第四十話:俯瞰
―――一発だけでは仕留められなかった。
だから続けて、二発、三発。
「イギアアアアアアアアアアッ!」
悲鳴が海に響き渡る。それは、眼下で俺の『水槍』で遂に背を貫かれ、胸から生えたその先端を掻き毟る【犬穢娘】の声。
胸元から飛び散る血潮を見るたび吐き気がしてくるのは、やはり見た目が人に酷似しているからだろう。だがしかし、相手はあくまでも忌種なのだ。放っておけば船に上がってきて、こちらを襲ってくるのだ。やらないとやられる、なんていう関係とも言えるかもしれない。
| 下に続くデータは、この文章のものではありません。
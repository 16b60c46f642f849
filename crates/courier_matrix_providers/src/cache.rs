use std::{
    hash::{Hash, Hasher},
    io::{BufWriter, Write},
    path::PathBuf,
};

use fxhash::FxHasher64;

use crate::{travel_matrices::TravelMatrices, travel_matrix_provider::TravelMatrixProvider};

pub const CACHE_FOLDER_ENV_VAR: &str = "COURIER_CACHE_FOLDER";

fn hash_points<H, P>(points: &[P], hasher: &mut H)
where
    H: Hasher,
    for<'a> &'a P: Into<geo_types::Point>,
{
    points.len().hash(hasher);
    for point in points {
        let point = point.into();
        hasher.write_u64(point.x().to_bits());
        hasher.write_u64(point.y().to_bits());
    }
}

pub fn cache_key<P>(points: &[P], provider: &TravelMatrixProvider) -> String
where
    for<'a> &'a P: Into<geo_types::Point>,
{
    let mut hasher = FxHasher64::default();

    hash_points(points, &mut hasher);
    provider.hash(&mut hasher);

    format!("{:016x}.json", hasher.finish())
}

pub trait MatricesCache: Send + Sync {
    fn get(&self, key: &str) -> Result<Option<TravelMatrices>, anyhow::Error>;
    fn put(&self, key: &str, matrices: &TravelMatrices) -> Result<(), anyhow::Error>;
}

/// Stores matrices as JSON files in a folder.
pub struct FileMatricesCache {
    folder: PathBuf,
}

impl FileMatricesCache {
    pub fn new(folder: impl Into<PathBuf>) -> Result<Self, anyhow::Error> {
        let folder = folder.into();
        if !folder.is_dir() {
            return Err(anyhow::anyhow!(
                "Path {} is not a directory",
                folder.display()
            ));
        }

        Ok(Self { folder })
    }

    pub fn from_env() -> Result<Self, anyhow::Error> {
        let folder = std::env::var(CACHE_FOLDER_ENV_VAR)?;
        Self::new(folder)
    }
}

impl MatricesCache for FileMatricesCache {
    fn get(&self, key: &str) -> Result<Option<TravelMatrices>, anyhow::Error> {
        let file_path = self.folder.join(key);

        if !file_path.is_file() {
            return Ok(None);
        }

        let file = std::fs::File::open(file_path)?;
        let matrices: TravelMatrices = serde_json::from_reader(std::io::BufReader::new(file))?;

        Ok(Some(matrices))
    }

    fn put(&self, key: &str, matrices: &TravelMatrices) -> Result<(), anyhow::Error> {
        let file = std::fs::File::create(self.folder.join(key))?;
        let mut writer = BufWriter::with_capacity(64 * 1024, file);
        serde_json::to_writer(&mut writer, matrices)?;
        writer.flush()?;

        Ok(())
    }
}

pub struct NoCache;

impl MatricesCache for NoCache {
    fn get(&self, _key: &str) -> Result<Option<TravelMatrices>, anyhow::Error> {
        Ok(None)
    }

    fn put(&self, _key: &str, _matrices: &TravelMatrices) -> Result<(), anyhow::Error> {
        Ok(())
    }
}

#[cfg(test)]
mod tests {
    use super::*;

    struct Depot(f64, f64);

    impl From<&Depot> for geo_types::Point {
        fn from(depot: &Depot) -> Self {
            geo_types::Point::new(depot.0, depot.1)
        }
    }

    #[test]
    fn test_cache_key_depends_on_provider() {
        let points = vec![Depot(4.35, 50.85)];

        let first = cache_key(&points, &TravelMatrixProvider::AsTheCrowFlies { speed_kmh: 40.0 });
        let second = cache_key(&points, &TravelMatrixProvider::AsTheCrowFlies { speed_kmh: 50.0 });
        let again = cache_key(&points, &TravelMatrixProvider::AsTheCrowFlies { speed_kmh: 40.0 });

        assert_ne!(first, second);
        assert_eq!(first, again);
        assert!(first.ends_with(".json"));
    }

    #[test]
    fn test_file_cache_stores_and_reads_back() {
        let folder = std::env::temp_dir().join(format!("courier-cache-{}", std::process::id()));
        std::fs::create_dir_all(&folder).unwrap();

        let cache = FileMatricesCache::new(&folder).unwrap();
        let matrices = TravelMatrices {
            distances: vec![0.0, 10.0, 12.0, 0.0],
            times: vec![0.0, 1.0, 2.0, 0.0],
            estimated: vec![],
        };

        assert!(cache.get("missing.json").unwrap().is_none());
        cache.put("entry.json", &matrices).unwrap();
        assert_eq!(cache.get("entry.json").unwrap(), Some(matrices));

        std::fs::remove_dir_all(&folder).unwrap();
    }

    #[test]
    fn test_file_cache_rejects_missing_folder() {
        let result = FileMatricesCache::new("/definitely/not/a/folder");
        assert!(result.is_err());
    }
}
そうなると、奴らが昇ってくる前に全滅させたい所、何だけど…。
「いくらなんでも数多すぎでしょ!」
最早船の周りは【犬穢娘】の群れで埋め尽くされているような状態だ。貪欲にこちらとの距離を詰めようとしてくる姿は餌に群がる鯉の群れを想起させる。
辺りでも似たような悲鳴は上がっているので、船を取り囲まれていると考えていいだろう。
さて、こうなってくると流石に俺達三人だけでは手が出せないのではないのかという疑問も浮かんでくるころだ。というか、実際に厳しいと思う。
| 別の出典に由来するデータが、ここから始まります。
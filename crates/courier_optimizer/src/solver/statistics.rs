use fxhash::FxHashMap;
use jiff::{SignedDuration, Timestamp};
use serde::Serialize;

use super::cost::SolutionCost;

#[derive(Serialize, Debug, Clone)]
pub struct CostEvolutionRow {
    pub timestamp: Timestamp,
    pub iteration: usize,
    pub cost: SolutionCost,
}

/// Counters of one run, reported with the plan.
#[derive(Serialize, Debug, Clone, Default)]
pub struct SolverStatistics {
    pub iterations: usize,
    pub accepted_moves: usize,
    pub improvements: usize,
    pub resyncs: usize,
    /// Largest gap found between the running cost and a full re-evaluation.
    pub max_drift: f64,
    pub cost_evolution: Vec<CostEvolutionRow>,
    pub moves_by_operator: FxHashMap<&'static str, usize>,
    pub construction_duration: SignedDuration,
    pub search_duration: SignedDuration,
    pub validation_duration: SignedDuration,
}

impl SolverStatistics {
    pub fn record_move(&mut self, operator_name: &'static str) {
        self.accepted_moves += 1;
        self.moves_by_operator
            .entry(operator_name)
            .and_modify(|entry| *entry += 1)
            .or_insert(1);
    }

    pub fn record_best(&mut self, iteration: usize, cost: SolutionCost) {
        self.improvements += 1;
        self.cost_evolution.push(CostEvolutionRow {
            timestamp: Timestamp::now(),
            iteration,
            cost,
        });
    }

    pub fn record_resync(&mut self, drift: f64) {
        self.resyncs += 1;
        self.max_drift = self.max_drift.max(drift);
    }
}
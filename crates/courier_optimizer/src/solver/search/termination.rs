use std::sync::{
    Arc,
    atomic::{AtomicBool, Ordering},
};

use jiff::{SignedDuration, Timestamp};
use schemars::JsonSchema;
use serde::{Deserialize, Serialize};

#[derive(Deserialize, Serialize, JsonSchema, Clone, Debug, PartialEq)]
#[serde(rename_all = "snake_case")]
pub enum Termination {
    Iterations(usize),
    Duration(SignedDuration),
    /// Stops once the total cost is at or below the target.
    TargetCost(f64),
    IterationsWithoutImprovement(usize),
}

#[derive(Serialize, Debug, Clone, Copy, PartialEq, Eq)]
#[serde(rename_all = "snake_case")]
pub enum StopReason {
    Iterations,
    Duration,
    TargetCost,
    Plateau,
    Cancelled,
    /// The strategy itself ran out of moves: local optimum, temperature
    /// floor, no admissible tabu move, generation cap.
    Exhausted,
}

/// Tracks the run against its terminations, the first one reached wins.
pub struct TerminationState {
    terminations: Vec<Termination>,
    started_at: Timestamp,
    iterations: usize,
    iterations_since_improvement: usize,
    cancelled: Arc<AtomicBool>,
    reason: Option<StopReason>,
}

impl TerminationState {
    pub fn new(terminations: Vec<Termination>, cancelled: Arc<AtomicBool>) -> Self {
        TerminationState {
            terminations,
            started_at: Timestamp::now(),
            iterations: 0,
            iterations_since_improvement: 0,
            cancelled,
            reason: None,
        }
    }

    pub fn iterations(&self) -> usize {
        self.iterations
    }

    pub fn elapsed(&self) -> SignedDuration {
        Timestamp::now().duration_since(self.started_at)
    }

    pub fn record_iteration(&mut self, improved: bool) {
        self.iterations += 1;
        if improved {
            self.iterations_since_improvement = 0;
        } else {
            self.iterations_since_improvement += 1;
        }
    }

    /// Checked between outer iterations.
    pub fn should_stop(&mut self, best_cost: f64) -> bool {
        if self.reason.is_some() {
            return true;
        }

        if self.cancelled.load(Ordering::Relaxed) {
            self.reason = Some(StopReason::Cancelled);
            return true;
        }

        for termination in &self.terminations {
            let reached = match termination {
                Termination::Iterations(max) => {
                    (self.iterations >= *max).then_some(StopReason::Iterations)
                }
                Termination::Duration(duration) => {
                    (self.elapsed() >= *duration).then_some(StopReason::Duration)
                }
                Termination::TargetCost(target) => {
                    (best_cost <= *target).then_some(StopReason::TargetCost)
                }
                Termination::IterationsWithoutImprovement(max) => {
                    (self.iterations_since_improvement >= *max).then_some(StopReason::Plateau)
                }
            };

            if let Some(reason) = reached {
                self.reason = Some(reason);
                return true;
            }
        }

        false
    }

    /// Lets a strategy stop the run on its own criterion, unless a
    /// termination already fired.
    pub fn finish(&mut self, reason: StopReason) {
        self.reason.get_or_insert(reason);
    }

    /// Lets the next strategy run after one that finished on its own.
    pub fn resume(&mut self) {
        if self.reason == Some(StopReason::Exhausted) {
            self.reason = None;
        }
    }

    pub fn reason(&self) -> Option<StopReason> {
        self.reason
    }

    /// False when the run was cut by its wall-clock budget or cancelled.
    pub fn converged(&self) -> bool {
        !matches!(
            self.reason,
            Some(StopReason::Duration) | Some(StopReason::Cancelled)
        )
    }
}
だがしかし、最も大きな力になるだろうスウィエトさん達は、大勢の【犬穢娘】を連れて少し遠くへ行ってしまった。ここよりももっと多くの忌種がそちらへ行ったので、助かったことは事実なのだが、危機的状況を変える事が出来ているのかと言われると疑問だった。
…しかし、総合計百匹程度は居るんじゃないのか?二つの船に群がった分でこれだけ、というのはいくらなんでも多過ぎるような気がする。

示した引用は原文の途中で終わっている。